━━━━━ MATERIAL TO PROCESS

//! MQTT session for the ThingsBoard-style device attribute protocol
//!
//! Wire mapping:
//! - shared-attribute pushes arrive on `v1/devices/me/attributes`
//! - client attributes are reported by publishing to the same topic
//! - fetches publish `{"clientKeys": "..."}` to
//!   `v1/devices/me/attributes/request/{id}` and the platform answers on
//!   `v1/devices/me/attributes/response/{id}`
//!
//! The event loop runs on a spawned task that decodes inbound publishes
//! into [`SessionEvent`]s and forwards them over a channel; the poll loop
//! drains that channel once per tick. A network error ends the task and
//! flips the connection state to `Disconnected` — the controller owns
//! the retry, so no reconnection happens here.

use super::{RequestId, Session, SessionEvent};
use crate::attributes::{self, AttributeKey, AttributeValue};
use crate::config::MqttSection;
use rumqttc::v5::mqttbytes::v5::Packet;
use rumqttc::v5::{mqttbytes::QoS, AsyncClient, Event, EventLoop, MqttOptions};
use rumqttc::Transport as RumqttcTransport;
use std::collections::BTreeSet;
use std::time::Duration;
use thiserror::Error;
use tokio::sync::{mpsc, watch};
use tokio::task::JoinHandle;
use tracing::{debug, info, warn};
use url::Url;

/// Shared-attribute push topic; also the client-attribute report topic
pub const ATTRIBUTES_TOPIC: &str = "v1/devices/me/attributes";
/// Fetch request topic prefix; the request id is appended
pub const ATTRIBUTE_REQUEST_PREFIX: &str = "v1/devices/me/attributes/request/";
/// Fetch response topic prefix; the request id is appended
pub const ATTRIBUTE_RESPONSE_PREFIX: &str = "v1/devices/me/attributes/response/";
/// Wildcard filter covering every fetch response
const ATTRIBUTE_RESPONSE_FILTER: &str = "v1/devices/me/attributes/response/+";

/// How long to wait for the broker's ConnAck before a connect attempt fails
const CONNACK_TIMEOUT: Duration = Duration::from_secs(10);

/// Connection state for the MQTT session
#[derive(Debug, Clone, PartialEq)]
pub enum ConnectionState {
    /// Attempting to connect, ConnAck not yet seen
    Connecting,
    /// Successfully connected and ready for operations
    Connected,
    /// Disconnected with reason
    Disconnected(String),
}

/// MQTT transport errors
#[derive(Debug, Error)]
pub enum SessionError {
    #[error("Connection failed: {0}")]
    ConnectionFailed(String),
    #[error("Publishing failed")]
    PublishFailed(#[source] Box<dyn std::error::Error + Send + Sync>),
    #[error("Subscription failed")]
    SubscriptionFailed(#[source] Box<dyn std::error::Error + Send + Sync>),
    #[error("Invalid broker URL: {0}")]
    InvalidBrokerUrl(String),
    #[error("Not connected - current state: {state:?}")]
    NotConnected { state: ConnectionState },
}

/// Build MQTT options from the broker URL and credentials
///
/// The device access token is the MQTT username per the platform's
/// convention; the password is left empty.
pub fn configure_mqtt_options(
    device_name: &str,
    config: &MqttSection,
    access_token: Option<&str>,
) -> Result<MqttOptions, SessionError> {
    let url = Url::parse(&config.broker_url)
        .map_err(|_| SessionError::InvalidBrokerUrl(config.broker_url.clone()))?;

    let host = url
        .host_str()
        .ok_or_else(|| SessionError::InvalidBrokerUrl(config.broker_url.clone()))?;
    let port = url
        .port()
        .unwrap_or(if url.scheme() == "mqtts" { 8883 } else { 1883 });

    // Unique client id per connection attempt to avoid broker takeover
    // conflicts when the previous session has not fully expired
    let timestamp = std::time::SystemTime::now()
        .duration_since(std::time::UNIX_EPOCH)
        .unwrap_or_default()
        .as_millis();
    let client_id = format!("{device_name}-{timestamp}");
    let mut mqtt_options = MqttOptions::new(client_id, host, port);

    if url.scheme() == "mqtts" {
        mqtt_options.set_transport(RumqttcTransport::tls_with_default_config());
    }

    if let Some(token) = access_token {
        mqtt_options.set_credentials(token, "");
    }

    mqtt_options.set_keep_alive(Duration::from_secs(60));

    Ok(mqtt_options)
}

/// Extract the request id from a fetch response topic
pub fn parse_response_topic(topic: &str) -> Option<RequestId> {
    topic
        .strip_prefix(ATTRIBUTE_RESPONSE_PREFIX)
        .and_then(|suffix| suffix.parse::<u32>().ok())
        .map(RequestId)
}

/// Build the fetch request topic for a request id
pub fn request_topic(id: RequestId) -> String {
    format!("{ATTRIBUTE_REQUEST_PREFIX}{id}")
}

/// Decode one inbound publish into a session event (pure function)
///
/// Payloads that fail to decode are dropped with a warning; a malformed
/// message must never stall the synchronization loop.
fn decode_inbound(topic: &str, payload: &[u8]) -> Option<SessionEvent> {
    if let Some(request_id) = parse_response_topic(topic) {
        match attributes::decode(payload) {
            Ok(set) => {
                return Some(SessionEvent::Response {
                    request_id: Some(request_id),
                    attributes: set,
                })
            }
            Err(e) => {
                warn!(%topic, error = %e, "Dropping malformed fetch response");
                return None;
            }
        }
    }

    if topic == ATTRIBUTES_TOPIC {
        match attributes::decode(payload) {
            Ok(set) => return Some(SessionEvent::SharedUpdate(set)),
            Err(e) => {
                warn!(%topic, error = %e, "Dropping malformed attribute push");
                return None;
            }
        }
    }

    debug!(%topic, "Ignoring message on unhandled topic");
    None
}

/// MQTT implementation of [`Session`]
pub struct MqttSession {
    device_name: String,
    config: MqttSection,
    access_token: Option<String>,
    client: Option<AsyncClient>,
    state_rx: Option<watch::Receiver<ConnectionState>>,
    event_rx: Option<mpsc::Receiver<SessionEvent>>,
    event_loop_handle: Option<JoinHandle<()>>,
    next_request_id: u32,
}

impl MqttSession {
    pub fn new(device_name: &str, config: MqttSection, access_token: Option<String>) -> Self {
        Self {
            device_name: device_name.to_string(),
            config,
            access_token,
            client: None,
            state_rx: None,
            event_rx: None,
            event_loop_handle: None,
            next_request_id: 0,
        }
    }

    /// Spawn the event loop task for one connection
    ///
    /// The task forwards decoded events to the session and ends on the
    /// first network error, marking the state `Disconnected`.
    fn spawn_event_loop(
        mut event_loop: EventLoop,
        state_tx: watch::Sender<ConnectionState>,
        event_tx: mpsc::Sender<SessionEvent>,
        device_name: String,
    ) -> JoinHandle<()> {
        tokio::spawn(async move {
            debug!(device = %device_name, "MQTT event loop started");
            loop {
                match event_loop.poll().await {
                    Ok(Event::Incoming(packet)) => match packet {
                        Packet::ConnAck(_) => {
                            info!(device = %device_name, "MQTT connection acknowledged");
                            let _ = state_tx.send(ConnectionState::Connected);
                        }
                        Packet::Publish(publish) => {
                            let topic = String::from_utf8_lossy(&publish.topic).to_string();
                            if let Some(event) = decode_inbound(&topic, &publish.payload) {
                                if event_tx.send(event).await.is_err() {
                                    debug!("Event receiver dropped, stopping event loop");
                                    break;
                                }
                            }
                        }
                        Packet::Disconnect(_) => {
                            warn!(device = %device_name, "Broker sent disconnect");
                            let _ = state_tx
                                .send(ConnectionState::Disconnected("broker disconnect".into()));
                            break;
                        }
                        other => {
                            debug!(device = %device_name, packet = ?other, "MQTT event");
                        }
                    },
                    Ok(Event::Outgoing(_)) => {}
                    Err(e) => {
                        warn!(device = %device_name, error = %e, "MQTT event loop error");
                        let _ = state_tx.send(ConnectionState::Disconnected(e.to_string()));
                        break;
                    }
                }
            }
            debug!(device = %device_name, "MQTT event loop stopped");
        })
    }

    /// Wait for the ConnAck-driven state change, bounded by a timeout
    async fn wait_for_connection(
        mut state_rx: watch::Receiver<ConnectionState>,
    ) -> Result<(), SessionError> {
        let wait = tokio::time::timeout(CONNACK_TIMEOUT, async {
            loop {
                if state_rx.changed().await.is_err() {
                    return Err(SessionError::ConnectionFailed(
                        "state channel closed".to_string(),
                    ));
                }
                match &*state_rx.borrow() {
                    ConnectionState::Connected => return Ok(()),
                    ConnectionState::Disconnected(reason) => {
                        return Err(SessionError::ConnectionFailed(reason.clone()));
                    }
                    ConnectionState::Connecting => continue,
                }
            }
        })
        .await;

        match wait {
            Ok(result) => result,
            Err(_) => Err(SessionError::ConnectionFailed(
                "no ConnAck within timeout".to_string(),
            )),
        }
    }

    /// Tear down any previous connection's task and channels
    fn discard_previous_connection(&mut self) {
        if let Some(handle) = self.event_loop_handle.take() {
            handle.abort();
        }
        self.client = None;
        self.state_rx = None;
        self.event_rx = None;
    }

    fn connection_state(&self) -> Option<ConnectionState> {
        self.state_rx.as_ref().map(|rx| rx.borrow().clone())
    }

    /// Guard publish/subscribe operations against a missing connection
    fn connected_client(&self) -> Result<&AsyncClient, SessionError> {
        let state = self
            .connection_state()
            .unwrap_or(ConnectionState::Disconnected("never connected".into()));
        if state != ConnectionState::Connected {
            return Err(SessionError::NotConnected { state });
        }
        self.client
            .as_ref()
            .ok_or(SessionError::NotConnected { state })
    }
}

#[async_trait::async_trait]
impl Session for MqttSession {
    type Error = SessionError;

    async fn connect(&mut self) -> Result<(), SessionError> {
        self.discard_previous_connection();

        let mqtt_options = configure_mqtt_options(
            &self.device_name,
            &self.config,
            self.access_token.as_deref(),
        )?;
        let (client, event_loop) = AsyncClient::new(mqtt_options, 10);

        let (state_tx, state_rx) = watch::channel(ConnectionState::Connecting);
        let (event_tx, event_rx) = mpsc::channel(32);

        let handle = Self::spawn_event_loop(
            event_loop,
            state_tx,
            event_tx,
            self.device_name.clone(),
        );

        // Only report success on an actual ConnAck
        if let Err(e) = Self::wait_for_connection(state_rx.clone()).await {
            handle.abort();
            return Err(e);
        }

        self.client = Some(client);
        self.state_rx = Some(state_rx);
        self.event_rx = Some(event_rx);
        self.event_loop_handle = Some(handle);

        info!(device = %self.device_name, broker = %self.config.broker_url, "MQTT session established");
        Ok(())
    }

    async fn disconnect(&mut self) -> Result<(), SessionError> {
        if let Some(client) = &self.client {
            // Best effort; the broker may already be gone
            let _ = client.disconnect().await;
        }
        self.discard_previous_connection();
        info!(device = %self.device_name, "MQTT session closed");
        Ok(())
    }

    fn is_connected(&self) -> bool {
        matches!(self.connection_state(), Some(ConnectionState::Connected))
    }

    async fn subscribe_attributes(&mut self) -> Result<(), SessionError> {
        let client = self.connected_client()?;

        client
            .subscribe(ATTRIBUTES_TOPIC, QoS::AtLeastOnce)
            .await
            .map_err(|e| SessionError::SubscriptionFailed(Box::new(e)))?;
        client
            .subscribe(ATTRIBUTE_RESPONSE_FILTER, QoS::AtLeastOnce)
            .await
            .map_err(|e| SessionError::SubscriptionFailed(Box::new(e)))?;

        debug!(device = %self.device_name, "Subscribed to attribute push and response topics");
        Ok(())
    }

    async fn request_client_attributes(
        &mut self,
        keys: &BTreeSet<AttributeKey>,
    ) -> Result<RequestId, SessionError> {
        self.next_request_id = self.next_request_id.wrapping_add(1);
        let id = RequestId(self.next_request_id);

        let client = self.connected_client()?;
        let payload = attributes::encode_client_keys(keys.iter());
        client
            .publish(request_topic(id), QoS::AtLeastOnce, false, payload)
            .await
            .map_err(|e| SessionError::PublishFailed(Box::new(e)))?;

        debug!(request_id = %id, "Issued client attribute fetch");
        Ok(id)
    }

    async fn report_attribute(
        &mut self,
        key: &AttributeKey,
        value: &AttributeValue,
    ) -> Result<(), SessionError> {
        let client = self.connected_client()?;
        let payload = attributes::encode_report(key, value);
        client
            .publish(ATTRIBUTES_TOPIC, QoS::AtLeastOnce, false, payload)
            .await
            .map_err(|e| SessionError::PublishFailed(Box::new(e)))?;

        debug!(%key, "Reported client attribute");
        Ok(())
    }

    fn drain_events(&mut self) -> Vec<SessionEvent> {
        let mut events = Vec::new();
        if let Some(rx) = &mut self.event_rx {
            while let Ok(event) = rx.try_recv() {
                events.push(event);
            }
        }
        events
    }
}

impl Drop for MqttSession {
    fn drop(&mut self) {
        // Cannot run async disconnect here; just stop the background task
        if let Some(handle) = self.event_loop_handle.take() {
            handle.abort();
        }
    }
}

━━━━━━━━━━

§ **WHAT THE TASK REQUIRES**: Transcribe the records from their first line. Stop after the line with "the task and", including it.

§ **ANSWER BOX**:
//! MQTT session for the ThingsBoard-style device attribute protocol
//!
//! Wire mapping:
//! - shared-attribute pushes arrive on `v1/devices/me/attributes`
//! - client attributes are reported by publishing to the same topic
//! - fetches publish `{"clientKeys": "..."}` to
//!   `v1/devices/me/attributes/request/{id}` and the platform answers on
//!   `v1/devices/me/attributes/response/{id}`
//!
//! The event loop runs on a spawned task that decodes inbound publishes
//! into [`SessionEvent`]s and forwards them over a channel; the poll loop
//! drains that channel once per tick. A network error ends the task and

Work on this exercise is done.